Computational studies of X-ray framing cameras for the national ignition facility

Abstract

Summary form only given. The NIF is the world's most powerful laser facility and is used for inertial confinement fusion experiments. One hundred and ninety two laser beams are used to compress a small capsule. X-ray framing cameras are an important diagnostic used to help characterize the dynamics of the capsule. The gated x-ray framing cameras consists of several key components including a pin hole array, microstrip/microchannel plate, pulsed phosphor, and either film pack or CCD for recording images1. The pin hole array is a thin piece of tantalum with small holes used to shield most of the incident x-rays, but allows some to be projected onto a microstrip/microchannel plate. When photons strike the microstrip/microchannel plate photoelectrons are created which can be accelerated through pores in the microchannel plate by pulsed voltages on the microstrips. The electrons are amplified in the pores by a secondary electron cascade. At the output of the microchannel plate the electrons are accelerated to a phosphor screen where the output can be recorded. The x-ray framing cameras have provided excellent information.
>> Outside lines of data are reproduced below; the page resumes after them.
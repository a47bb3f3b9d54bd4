//! Panic-safe resolver invocation.
//!
//! Resolvers are user code. Whatever they do (return a response, decline,
//! return an error, or panic while building or polling their future) the
//! invoker turns it into a [`ResolutionOutcome`] value. Nothing a resolver
//! does can unwind into the pipeline.

use futures::FutureExt;
use interpose_core::{CapturedRequest, Handler, ResolutionOutcome, ResolverError};
use std::any::Any;
use std::panic::AssertUnwindSafe;
use std::time::Instant;

/// Run `handler`'s resolver against `request` and normalize the result.
pub async fn invoke(handler: &Handler, request: CapturedRequest) -> ResolutionOutcome {
    let start = Instant::now();

    let outcome = match std::panic::catch_unwind(AssertUnwindSafe(|| handler.resolve(request))) {
        Ok(future) => match AssertUnwindSafe(future).catch_unwind().await {
            Ok(result) => ResolutionOutcome::from(result),
            Err(payload) => panicked(payload.as_ref()),
        },
        Err(payload) => panicked(payload.as_ref()),
    };

    let elapsed = start.elapsed();
    metrics::histogram!("interpose.resolver.duration_seconds").record(elapsed.as_secs_f64());
    tracing::trace!(
        handler = %handler,
        outcome = outcome.label(),
        elapsed_ms = elapsed.as_millis(),
        "Resolver finished"
    );

    outcome
}

fn panicked(payload: &(dyn Any + Send)) -> ResolutionOutcome {
    let message = payload
        .downcast_ref::<&str>()
        .map(ToString::to_string)
        .or_else(|| payload.downcast_ref::<String>().cloned())
        .unwrap_or_else(|| "resolver panicked".to_string());
    ResolutionOutcome::ResolverError(ResolverError::panicked(message))
}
As the yields at NIF have increased and the data provided by the framing cameras have been further resolved, some “streak” artifacts were discovered that needed further understanding2. A theory was proposed as to the origin of these artifacts2, as well as a mitigation strategy2. In this presentation we will discuss the results of electrostatic, full wave electromagnetic, and particle-in-cell simulations used to further understand the streaks in the data as well as simulation results for the mitigation strategy2 used to help correct the problem. We will also discuss some simulation results that illustrate potential enhancements for future framing cameras.